PROVIDED ENTRIES below:

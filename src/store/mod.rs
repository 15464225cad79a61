//! Process-wide in-memory tables shared by every repository.
//!
//! All tables sit behind a single lock, so a repository call that holds the
//! write guard is observed either fully applied or not at all.

use std::collections::HashMap;

use tokio::sync::{RwLock, RwLockReadGuard, RwLockWriteGuard};

use crate::modules::{file::schema::FileEntity, folder::schema::FolderEntity, user::schema::UserEntity};

pub mod filter;

pub use filter::LocationFilter;

#[derive(Debug, Default)]
pub struct Tables {
    /// Keyed by username.
    pub users: HashMap<String, UserEntity>,
    pub folders: HashMap<String, FolderEntity>,
    pub files: HashMap<String, FileEntity>,
}

impl Tables {
    pub fn clear(&mut self) {
        self.users.clear();
        self.folders.clear();
        self.files.clear();
    }
}

#[derive(Debug, Default)]
pub struct MemoryStore {
    tables: RwLock<Tables>,
}

impl MemoryStore {
    pub fn new() -> Self {
        Self::default()
    }

    pub async fn read(&self) -> RwLockReadGuard<'_, Tables> {
        self.tables.read().await
    }

    pub async fn write(&self) -> RwLockWriteGuard<'_, Tables> {
        self.tables.write().await
    }

    /// Drops every row.
    #[allow(dead_code)]
    pub async fn reset(&self) {
        self.tables.write().await.clear();
    }
}
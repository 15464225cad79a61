use crate::{
    api::error,
    modules::user::{model::InsertUser, schema::UserEntity},
};

#[async_trait::async_trait]
pub trait UserRepository {
    async fn find_by_username(
        &self,
        username: &str,
    ) -> Result<Option<UserEntity>, error::SystemError>;

    /// Fails with `Conflict` when the username is taken.
    async fn create(&self, user: &InsertUser) -> Result<UserEntity, error::SystemError>;
}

End of PROVIDED ENTRIES.

The range runs from the line above containing "self.tables.read().await" to the line containing "-> Result<Option<UserEntity>, error::SystemError>;", inclusive. Restate those lines word for word and no others.

        self.tables.read().await
    }

    pub async fn write(&self) -> RwLockWriteGuard<'_, Tables> {
        self.tables.write().await
    }

    /// Drops every row.
    #[allow(dead_code)]
    pub async fn reset(&self) {
        self.tables.write().await.clear();
    }
}
repository 15464225cad79a61
use crate::{
    api::error,
    modules::user::{model::InsertUser, schema::UserEntity},
};

#[async_trait::async_trait]
pub trait UserRepository {
    async fn find_by_username(
        &self,
        username: &str,
    ) -> Result<Option<UserEntity>, error::SystemError>;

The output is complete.